Print the first line of the records below and every line after it, up to and including the line with "use wasm_bindgen::prelude::*;". Print nothing else.

━━━ Data provided

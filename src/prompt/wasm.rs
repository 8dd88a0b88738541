//! WASM bindings for the prompt module.
//!
//! This module provides JavaScript-friendly wrappers around `PromptEditor` and
//! the validation entry points for use in the browser builder.

use js_sys::Array;
use serde::Serialize;
use serde_wasm_bindgen::{from_value, Serializer};
use wasm_bindgen::prelude::*;

use super::editor::{CinematographyField, CoreField, DialogueField, PromptEditor, ShotField};
use super::model::{CreativeMode, PromptDocument, ShotSegment};
use super::settings::{AspectRatio, Resolution, VideoLength};
use super::templates;
use crate::error::PromptError;
use crate::validation;

/// Serialize a value to JsValue with maps as plain JS objects (not Map).
fn to_js_value<T: Serialize>(value: &T) -> Result<JsValue, serde_wasm_bindgen::Error> {
    value.serialize(&Serializer::new().serialize_maps_as_objects(true))
}

// =============================================================================
// ERROR CONVERSION
// =============================================================================

impl From<PromptError> for JsValue {
    fn from(err: PromptError) -> JsValue {
        JsValue::from_str(&err.to_string())
    }
}

/// Helper macro for Result conversion
macro_rules! js_result {
    ($expr:expr) => {
        $expr.map_err(|e: PromptError| JsValue::from(e))
    };
}

// =============================================================================
// FREE FUNCTIONS
// =============================================================================

/// Validates any JS value as a prompt document.
///
/// Returns `{ is_valid, findings: [{ field, message, severity }] }`. Objects of
/// an unrecognized shape yield a single `general` error rather than throwing.
///
/// # Example (JavaScript)
/// ```js
/// const result = validatePrompt(JSON.parse(text));
/// if (!result.is_valid) showErrors(result.findings);
/// ```
#[wasm_bindgen(js_name = validatePrompt)]
pub fn validate_prompt(candidate: JsValue) -> Result<JsValue, JsValue> {
    let value: serde_json::Value = from_value(candidate)?;
    let result = validation::validate_value(&value);
    Ok(to_js_value(&result)?)
}

/// Returns the per-section badge map for a prompt document.
///
/// Throws when the value cannot be read as a prompt document.
#[wasm_bindgen(js_name = tabStatus)]
pub fn tab_status(document: JsValue) -> Result<JsValue, JsValue> {
    let document: PromptDocument = from_value(document)?;
    let result = validation::validate(&document);
    let tabs = validation::tab_status(&document, &result.findings);
    Ok(to_js_value(&tabs)?)
}

/// Parses a shot timestamp. Returns `{ start, end }` in seconds, or null.
///
/// # Example (JavaScript)
/// ```js
/// parseTimestamp('[00:02-00:05]'); // { start: 2, end: 5 }
/// parseTimestamp('2-5');           // null
/// ```
#[wasm_bindgen(js_name = parseTimestamp)]
pub fn parse_timestamp(timestamp: &str) -> Result<JsValue, JsValue> {
    match validation::parse_range(timestamp) {
        Some(range) => Ok(to_js_value(&range)?),
        None => Ok(JsValue::NULL),
    }
}

/// Lists the built-in templates as `{ id, name, description, icon, category }`.
#[wasm_bindgen(js_name = listTemplates)]
pub fn list_templates() -> Result<JsValue, JsValue> {
    Ok(to_js_value(&templates::TEMPLATES)?)
}

/// Returns the document of a built-in template. Throws on an unknown id.
///
/// # Example (JavaScript)
/// ```js
/// const doc = loadTemplate('noir-detective');
/// ```
#[wasm_bindgen(js_name = loadTemplate)]
pub fn load_template(id: &str) -> Result<JsValue, JsValue> {
    let document = js_result!(templates::template_document(id))?;
    Ok(to_js_value(&document)?)
}

/// Suggestion chips for `camera_movement`, `composition` or `lens_and_focus`.
#[wasm_bindgen(js_name = cinematographySuggestions)]
pub fn cinematography_suggestions(field: &str) -> Result<Array, JsValue> {
    let field: CinematographyField = js_result!(field.parse())?;
    Ok(templates::suggestions(field)
        .iter()
        .map(|value| JsValue::from_str(value))
        .collect())
}

// =============================================================================
// MAIN WRAPPER TYPE
// =============================================================================

/// JavaScript-friendly wrapper around PromptEditor.
#[wasm_bindgen]
pub struct JsPromptEditor {
    inner: PromptEditor,
}

#[wasm_bindgen]
impl JsPromptEditor {
    /// Creates an editor holding the empty 8s template.
    ///
    /// # Example (JavaScript)
    /// ```js
    /// const editor = new JsPromptEditor();
    /// ```
    #[wasm_bindgen(constructor)]
    pub fn new() -> JsPromptEditor {
        JsPromptEditor {
            inner: PromptEditor::new(),
        }
    }

    /// Starts from a built-in template.
    #[wasm_bindgen(js_name = fromTemplate)]
    pub fn from_template(id: &str) -> Result<JsPromptEditor, JsValue> {
        let inner = js_result!(PromptEditor::from_template(id))?;
        Ok(JsPromptEditor { inner })
    }

    /// Loads from JSON text.
    #[wasm_bindgen(js_name = fromJson)]
    pub fn from_json(json: &str) -> Result<JsPromptEditor, JsValue> {
        let inner = js_result!(PromptEditor::from_json(json))?;
        Ok(JsPromptEditor { inner })
    }

    /// Loads from a plain JS object.
    #[wasm_bindgen(js_name = fromObject)]
    pub fn from_object(document: JsValue) -> Result<JsPromptEditor, JsValue> {
        let document: PromptDocument = from_value(document)?;
        Ok(JsPromptEditor {
            inner: PromptEditor::from_document(document),
        })
    }

    /// Serializes to JSON text.
    #[wasm_bindgen(js_name = toJson)]
    pub fn to_json(&self) -> Result<String, JsValue> {
        js_result!(self.inner.to_json())
    }

    /// Gets the full document as a JavaScript object.
    #[wasm_bindgen(js_name = getDocument)]
    pub fn get_document(&self) -> Result<JsValue, JsValue> {
        Ok(to_js_value(self.inner.document())?)
    }

    /// True if nothing has been typed into the content yet.
    #[wasm_bindgen(js_name = isPristine)]
    pub fn is_pristine(&self) -> bool {
        self.inner.document().is_pristine()
    }
}

// =============================================================================
// SETTINGS METHODS
// =============================================================================

#[wasm_bindgen]
impl JsPromptEditor {
    /// Sets the clip length (4, 6 or 8).
    ///
    /// # Example (JavaScript)
    /// ```js
    /// editor.setVideoLength(6);
    /// ```
    #[wasm_bindgen(js_name = setVideoLength)]
    pub fn set_video_length(&mut self, seconds: f64) -> Result<(), JsValue> {
        let length = VideoLength::from_seconds(seconds)
            .ok_or_else(|| PromptError::unsupported_setting("video length", seconds.to_string()))?;
        self.inner.set_video_length(length);
        Ok(())
    }

    /// Sets the resolution ("720p" or "1080p").
    #[wasm_bindgen(js_name = setResolution)]
    pub fn set_resolution(&mut self, resolution: &str) -> Result<(), JsValue> {
        let resolution: Resolution = js_result!(resolution.parse())?;
        self.inner.set_resolution(resolution);
        Ok(())
    }

    /// Sets the aspect ratio ("16:9" or "9:16").
    #[wasm_bindgen(js_name = setAspectRatio)]
    pub fn set_aspect_ratio(&mut self, aspect_ratio: &str) -> Result<(), JsValue> {
        let aspect_ratio: AspectRatio = js_result!(aspect_ratio.parse())?;
        self.inner.set_aspect_ratio(aspect_ratio);
        Ok(())
    }
}

// =============================================================================
// CONTENT METHODS
// =============================================================================

#[wasm_bindgen]
impl JsPromptEditor {
    /// Sets one of `subject`, `action`, `context`, `style_and_ambiance`.
    ///
    /// # Example (JavaScript)
    /// ```js
    /// editor.setCoreField('subject', 'A lighthouse keeper');
    /// ```
    #[wasm_bindgen(js_name = setCoreField)]
    pub fn set_core_field(&mut self, field: &str, value: &str) -> Result<(), JsValue> {
        let field: CoreField = js_result!(field.parse())?;
        self.inner.set_core_field(field, value);
        Ok(())
    }

    #[wasm_bindgen(js_name = setNegativePrompt)]
    pub fn set_negative_prompt(&mut self, value: &str) {
        self.inner.set_negative_prompt(value);
    }

    #[wasm_bindgen(js_name = setNotes)]
    pub fn set_notes(&mut self, value: &str) {
        self.inner.set_notes(value);
    }

    /// Sets the creative workflow from its JSON name (e.g. "image-to-video").
    #[wasm_bindgen(js_name = setCreativeMode)]
    pub fn set_creative_mode(&mut self, mode: JsValue) -> Result<(), JsValue> {
        let mode: CreativeMode = from_value(mode)?;
        self.inner.set_creative_mode(mode);
        Ok(())
    }

    /// Overwrites a cinematography field.
    #[wasm_bindgen(js_name = setCinematography)]
    pub fn set_cinematography(&mut self, field: &str, value: &str) -> Result<(), JsValue> {
        let field: CinematographyField = js_result!(field.parse())?;
        self.inner.set_cinematography(field, value);
        Ok(())
    }

    /// Toggles a quick suggestion in a cinematography field's comma list.
    ///
    /// # Example (JavaScript)
    /// ```js
    /// editor.toggleCinematographyValue('camera_movement', 'Dolly in');
    /// ```
    #[wasm_bindgen(js_name = toggleCinematographyValue)]
    pub fn toggle_cinematography_value(&mut self, field: &str, value: &str) -> Result<(), JsValue> {
        let field: CinematographyField = js_result!(field.parse())?;
        self.inner.toggle_cinematography_value(field, value);
        Ok(())
    }
}

// =============================================================================
// SEQUENCE METHODS
// =============================================================================

#[wasm_bindgen]
impl JsPromptEditor {
    /// Appends a shot given as `{ timestamp, shot_description, emotion, sfx }`.
    #[wasm_bindgen(js_name = addShot)]
    pub fn add_shot(&mut self, shot: JsValue) -> Result<(), JsValue> {
        let shot: ShotSegment = from_value(shot)?;
        self.inner.add_shot(shot);
        Ok(())
    }

    /// Appends an empty two-second shot after the last one. Returns its index.
    #[wasm_bindgen(js_name = addNextShot)]
    pub fn add_next_shot(&mut self) -> usize {
        self.inner.add_next_shot()
    }

    /// Updates one text field of a shot.
    ///
    /// # Example (JavaScript)
    /// ```js
    /// editor.updateShot(0, 'shot_description', 'Slow push-in on the lantern');
    /// ```
    #[wasm_bindgen(js_name = updateShot)]
    pub fn update_shot(&mut self, index: usize, field: &str, value: &str) -> Result<(), JsValue> {
        let field: ShotField = js_result!(field.parse())?;
        js_result!(self.inner.update_shot(index, field, value))?;
        Ok(())
    }

    #[wasm_bindgen(js_name = deleteShot)]
    pub fn delete_shot(&mut self, index: usize) -> Result<(), JsValue> {
        js_result!(self.inner.delete_shot(index))?;
        Ok(())
    }

    /// Moves a shot from one position to another.
    ///
    /// # Example (JavaScript)
    /// ```js
    /// editor.reorderShot(0, 2); // First shot becomes the third
    /// ```
    #[wasm_bindgen(js_name = reorderShot)]
    pub fn reorder_shot(&mut self, from: usize, to: usize) -> Result<(), JsValue> {
        js_result!(self.inner.reorder_shot(from, to))?;
        Ok(())
    }
}

// =============================================================================
// AUDIO METHODS
// =============================================================================

#[wasm_bindgen]
impl JsPromptEditor {
    #[wasm_bindgen(js_name = addDialogue)]
    pub fn add_dialogue(&mut self) -> usize {
        self.inner.add_dialogue()
    }

    /// Updates `character`, `speech` or `voice_description` of a line.
    #[wasm_bindgen(js_name = updateDialogue)]
    pub fn update_dialogue(
        &mut self,
        index: usize,
        field: &str,
        value: &str,
    ) -> Result<(), JsValue> {
        let field: DialogueField = js_result!(field.parse())?;
        js_result!(self.inner.update_dialogue(index, field, value))?;
        Ok(())
    }

    #[wasm_bindgen(js_name = deleteDialogue)]
    pub fn delete_dialogue(&mut self, index: usize) -> Result<(), JsValue> {
        js_result!(self.inner.delete_dialogue(index))?;
        Ok(())
    }

    #[wasm_bindgen(js_name = addSoundEffect)]
    pub fn add_sound_effect(&mut self) -> usize {
        self.inner.add_sound_effect()
    }

    #[wasm_bindgen(js_name = updateSoundEffect)]
    pub fn update_sound_effect(&mut self, index: usize, value: &str) -> Result<(), JsValue> {
        js_result!(self.inner.update_sound_effect(index, value))?;
        Ok(())
    }

    #[wasm_bindgen(js_name = deleteSoundEffect)]
    pub fn delete_sound_effect(&mut self, index: usize) -> Result<(), JsValue> {
        js_result!(self.inner.delete_sound_effect(index))?;
        Ok(())
    }

    #[wasm_bindgen(js_name = setAmbientNoise)]
    pub fn set_ambient_noise(&mut self, value: &str) {
        self.inner.set_ambient_noise(value);
    }
}

// =============================================================================
// DERIVED VIEWS
// =============================================================================

#[wasm_bindgen]
impl JsPromptEditor {
    /// Validates the document. Returns `{ is_valid, findings }`.
    ///
    /// # Example (JavaScript)
    /// ```js
    /// const { is_valid, findings } = editor.validate();
    /// ```
    #[wasm_bindgen]
    pub fn validate(&mut self) -> Result<JsValue, JsValue> {
        let result = self.inner.validate();
        Ok(to_js_value(&result)?)
    }

    /// Short badge text: "Ready", "2 errors, 1 warning", ...
    #[wasm_bindgen(js_name = summary)]
    pub fn summary(&mut self) -> String {
        self.inner.validate().summary()
    }

    /// Per-section badges: `{ settings: 'valid', core: 'invalid', ... }`.
    #[wasm_bindgen(js_name = tabStatus)]
    pub fn tab_status(&mut self) -> Result<JsValue, JsValue> {
        let tabs = self.inner.tab_status();
        Ok(to_js_value(&tabs)?)
    }

    /// "complete", "partial" or "empty".
    #[wasm_bindgen(js_name = shotCompletion)]
    pub fn shot_completion(&self) -> Result<JsValue, JsValue> {
        Ok(to_js_value(&self.inner.shot_completion())?)
    }

    /// "complete" or "empty".
    #[wasm_bindgen(js_name = audioCompletion)]
    pub fn audio_completion(&self) -> Result<JsValue, JsValue> {
        Ok(to_js_value(&self.inner.audio_completion())?)
    }

    /// Largest parsed shot end time in seconds.
    #[wasm_bindgen(js_name = timelineEnd)]
    pub fn timeline_end(&self) -> f64 {
        self.inner.timeline_end()
    }

    /// Sections that currently carry an error or warning.
    #[wasm_bindgen(js_name = flaggedSections)]
    pub fn flagged_sections(&mut self) -> Array {
        let array = Array::new();
        for (section, status) in self.inner.tab_status().iter() {
            if status == validation::TabStatus::Invalid {
                array.push(&JsValue::from_str(section.as_str()));
            }
        }
        array
    }
}

impl Default for JsPromptEditor {
    fn default() -> Self {
        Self::new()
    }
}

━━━━━━

**Output of the task**
filename src/prompt/wasm.rs
repository 8dd88a0b88738541
//! WASM bindings for the prompt module.
//!
//! This module provides JavaScript-friendly wrappers around `PromptEditor` and
//! the validation entry points for use in the browser builder.

use js_sys::Array;
use serde::Serialize;
use serde_wasm_bindgen::{from_value, Serializer};
use wasm_bindgen::prelude::*;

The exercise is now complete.